• Activity
Please copy, exactly as they appear below, the lines from the one containing "filename src/cursors/slice.rs" through the one containing "if position +".
---- Exercise materials
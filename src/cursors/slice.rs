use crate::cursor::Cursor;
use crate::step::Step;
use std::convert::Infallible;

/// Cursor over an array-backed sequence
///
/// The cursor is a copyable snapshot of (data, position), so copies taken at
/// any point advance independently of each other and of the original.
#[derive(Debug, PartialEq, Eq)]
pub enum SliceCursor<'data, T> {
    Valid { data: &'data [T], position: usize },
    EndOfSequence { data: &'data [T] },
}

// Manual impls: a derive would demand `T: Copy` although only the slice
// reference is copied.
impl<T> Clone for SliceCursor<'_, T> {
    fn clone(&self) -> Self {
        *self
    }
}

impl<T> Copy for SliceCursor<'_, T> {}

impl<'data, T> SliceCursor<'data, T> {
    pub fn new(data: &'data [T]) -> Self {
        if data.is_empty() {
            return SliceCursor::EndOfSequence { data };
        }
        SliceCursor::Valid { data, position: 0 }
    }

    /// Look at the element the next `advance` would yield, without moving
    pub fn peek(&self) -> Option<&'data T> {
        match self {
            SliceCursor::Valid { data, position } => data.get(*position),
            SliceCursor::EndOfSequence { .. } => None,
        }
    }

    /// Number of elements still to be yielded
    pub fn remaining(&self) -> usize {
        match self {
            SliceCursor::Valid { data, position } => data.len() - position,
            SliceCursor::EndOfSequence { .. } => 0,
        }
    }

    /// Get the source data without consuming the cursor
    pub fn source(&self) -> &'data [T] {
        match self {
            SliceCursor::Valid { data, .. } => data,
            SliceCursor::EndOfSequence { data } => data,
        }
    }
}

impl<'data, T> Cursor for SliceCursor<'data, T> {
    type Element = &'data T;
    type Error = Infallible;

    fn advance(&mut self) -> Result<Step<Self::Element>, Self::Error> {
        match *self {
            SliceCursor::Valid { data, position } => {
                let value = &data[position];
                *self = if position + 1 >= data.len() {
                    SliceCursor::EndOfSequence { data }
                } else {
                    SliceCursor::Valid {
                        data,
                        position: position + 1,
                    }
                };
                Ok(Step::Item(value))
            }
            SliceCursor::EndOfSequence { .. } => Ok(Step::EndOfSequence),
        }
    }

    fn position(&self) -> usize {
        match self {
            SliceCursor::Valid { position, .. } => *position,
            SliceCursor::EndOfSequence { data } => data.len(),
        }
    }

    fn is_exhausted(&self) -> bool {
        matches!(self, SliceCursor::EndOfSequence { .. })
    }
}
--------
---- Exercise materials
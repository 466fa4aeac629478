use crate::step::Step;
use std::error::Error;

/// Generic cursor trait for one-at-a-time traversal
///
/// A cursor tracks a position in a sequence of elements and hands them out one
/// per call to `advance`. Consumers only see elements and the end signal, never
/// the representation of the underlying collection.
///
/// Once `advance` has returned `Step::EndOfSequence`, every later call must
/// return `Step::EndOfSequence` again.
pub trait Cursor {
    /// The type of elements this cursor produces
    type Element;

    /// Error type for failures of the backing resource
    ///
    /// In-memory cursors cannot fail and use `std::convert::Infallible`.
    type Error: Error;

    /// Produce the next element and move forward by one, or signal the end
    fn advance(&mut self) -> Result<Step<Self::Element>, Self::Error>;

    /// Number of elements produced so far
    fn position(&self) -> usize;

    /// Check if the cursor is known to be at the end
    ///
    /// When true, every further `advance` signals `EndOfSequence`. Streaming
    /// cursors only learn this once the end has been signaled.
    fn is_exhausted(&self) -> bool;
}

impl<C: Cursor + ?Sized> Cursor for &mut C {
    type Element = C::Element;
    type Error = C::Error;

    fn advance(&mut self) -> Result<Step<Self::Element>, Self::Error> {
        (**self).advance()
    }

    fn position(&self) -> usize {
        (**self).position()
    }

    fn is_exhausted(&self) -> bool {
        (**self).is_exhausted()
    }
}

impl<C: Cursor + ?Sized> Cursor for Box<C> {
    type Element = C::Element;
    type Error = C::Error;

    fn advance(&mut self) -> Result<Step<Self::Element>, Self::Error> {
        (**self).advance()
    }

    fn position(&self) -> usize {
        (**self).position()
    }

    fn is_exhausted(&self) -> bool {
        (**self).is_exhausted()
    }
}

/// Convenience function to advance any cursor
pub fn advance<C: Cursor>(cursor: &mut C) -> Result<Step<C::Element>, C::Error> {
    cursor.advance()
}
--------
---- Exercise materials
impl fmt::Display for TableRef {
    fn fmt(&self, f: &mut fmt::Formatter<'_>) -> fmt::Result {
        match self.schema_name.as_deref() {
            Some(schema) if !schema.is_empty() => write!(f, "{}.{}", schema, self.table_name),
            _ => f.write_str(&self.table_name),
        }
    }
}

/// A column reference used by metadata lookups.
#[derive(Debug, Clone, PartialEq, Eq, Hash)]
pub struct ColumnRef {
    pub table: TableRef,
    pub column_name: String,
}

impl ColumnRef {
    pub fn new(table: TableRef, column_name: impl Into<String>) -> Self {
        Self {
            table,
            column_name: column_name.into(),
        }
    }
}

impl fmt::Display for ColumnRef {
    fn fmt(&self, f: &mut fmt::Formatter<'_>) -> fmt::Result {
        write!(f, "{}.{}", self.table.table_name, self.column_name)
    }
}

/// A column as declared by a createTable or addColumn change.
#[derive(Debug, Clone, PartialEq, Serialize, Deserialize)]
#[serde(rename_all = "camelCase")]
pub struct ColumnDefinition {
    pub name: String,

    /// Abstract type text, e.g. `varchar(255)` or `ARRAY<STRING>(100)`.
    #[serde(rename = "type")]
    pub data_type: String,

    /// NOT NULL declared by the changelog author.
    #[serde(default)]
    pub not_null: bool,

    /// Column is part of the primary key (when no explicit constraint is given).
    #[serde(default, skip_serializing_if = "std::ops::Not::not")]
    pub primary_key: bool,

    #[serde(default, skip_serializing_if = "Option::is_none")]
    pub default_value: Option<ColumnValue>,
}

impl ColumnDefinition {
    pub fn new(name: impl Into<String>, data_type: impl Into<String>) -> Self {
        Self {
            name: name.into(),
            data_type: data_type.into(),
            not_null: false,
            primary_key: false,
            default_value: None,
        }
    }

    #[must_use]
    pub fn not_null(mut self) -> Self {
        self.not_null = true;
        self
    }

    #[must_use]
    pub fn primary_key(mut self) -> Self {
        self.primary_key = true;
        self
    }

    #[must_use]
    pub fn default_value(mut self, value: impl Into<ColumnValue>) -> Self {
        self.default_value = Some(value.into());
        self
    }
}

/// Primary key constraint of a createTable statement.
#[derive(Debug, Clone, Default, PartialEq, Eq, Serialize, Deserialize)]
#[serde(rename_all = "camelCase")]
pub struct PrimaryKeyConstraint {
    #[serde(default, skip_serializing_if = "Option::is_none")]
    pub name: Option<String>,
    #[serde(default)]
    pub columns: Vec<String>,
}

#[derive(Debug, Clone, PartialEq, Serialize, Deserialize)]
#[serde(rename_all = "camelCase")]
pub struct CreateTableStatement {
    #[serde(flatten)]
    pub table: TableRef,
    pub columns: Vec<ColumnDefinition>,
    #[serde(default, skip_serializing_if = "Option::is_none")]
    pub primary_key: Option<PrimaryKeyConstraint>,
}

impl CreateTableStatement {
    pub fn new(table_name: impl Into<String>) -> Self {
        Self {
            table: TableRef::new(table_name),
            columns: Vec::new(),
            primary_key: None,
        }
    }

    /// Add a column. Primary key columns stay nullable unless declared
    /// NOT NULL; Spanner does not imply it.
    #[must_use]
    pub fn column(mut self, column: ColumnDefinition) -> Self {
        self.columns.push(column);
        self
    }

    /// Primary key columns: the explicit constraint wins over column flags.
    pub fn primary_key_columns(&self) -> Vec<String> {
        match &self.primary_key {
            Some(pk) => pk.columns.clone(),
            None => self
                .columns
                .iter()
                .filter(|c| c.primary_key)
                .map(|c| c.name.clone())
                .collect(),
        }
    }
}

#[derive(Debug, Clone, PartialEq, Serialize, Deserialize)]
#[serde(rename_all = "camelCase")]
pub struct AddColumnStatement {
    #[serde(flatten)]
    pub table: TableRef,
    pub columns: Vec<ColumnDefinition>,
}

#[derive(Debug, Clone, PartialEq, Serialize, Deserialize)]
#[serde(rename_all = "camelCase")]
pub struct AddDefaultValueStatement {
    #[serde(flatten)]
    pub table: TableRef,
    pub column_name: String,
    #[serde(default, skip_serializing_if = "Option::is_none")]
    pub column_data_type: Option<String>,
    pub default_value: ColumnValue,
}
--------
• Answer for this exercise
filename src/cursors/slice.rs
use crate::cursor::Cursor;
use crate::step::Step;
use std::convert::Infallible;

/// Cursor over an array-backed sequence
///
/// The cursor is a copyable snapshot of (data, position), so copies taken at
/// any point advance independently of each other and of the original.
#[derive(Debug, PartialEq, Eq)]
pub enum SliceCursor<'data, T> {
    Valid { data: &'data [T], position: usize },
    EndOfSequence { data: &'data [T] },
}

// Manual impls: a derive would demand `T: Copy` although only the slice
// reference is copied.
impl<T> Clone for SliceCursor<'_, T> {
    fn clone(&self) -> Self {
        *self
    }
}

impl<T> Copy for SliceCursor<'_, T> {}

impl<'data, T> SliceCursor<'data, T> {
    pub fn new(data: &'data [T]) -> Self {
        if data.is_empty() {
            return SliceCursor::EndOfSequence { data };
        }
        SliceCursor::Valid { data, position: 0 }
    }

    /// Look at the element the next `advance` would yield, without moving
    pub fn peek(&self) -> Option<&'data T> {
        match self {
            SliceCursor::Valid { data, position } => data.get(*position),
            SliceCursor::EndOfSequence { .. } => None,
        }
    }

    /// Number of elements still to be yielded
    pub fn remaining(&self) -> usize {
        match self {
            SliceCursor::Valid { data, position } => data.len() - position,
            SliceCursor::EndOfSequence { .. } => 0,
        }
    }

    /// Get the source data without consuming the cursor
    pub fn source(&self) -> &'data [T] {
        match self {
            SliceCursor::Valid { data, .. } => data,
            SliceCursor::EndOfSequence { data } => data,
        }
    }
}

impl<'data, T> Cursor for SliceCursor<'data, T> {
    type Element = &'data T;
    type Error = Infallible;

    fn advance(&mut self) -> Result<Step<Self::Element>, Self::Error> {
        match *self {
            SliceCursor::Valid { data, position } => {
                let value = &data[position];
                *self = if position + 1 >= data.len() {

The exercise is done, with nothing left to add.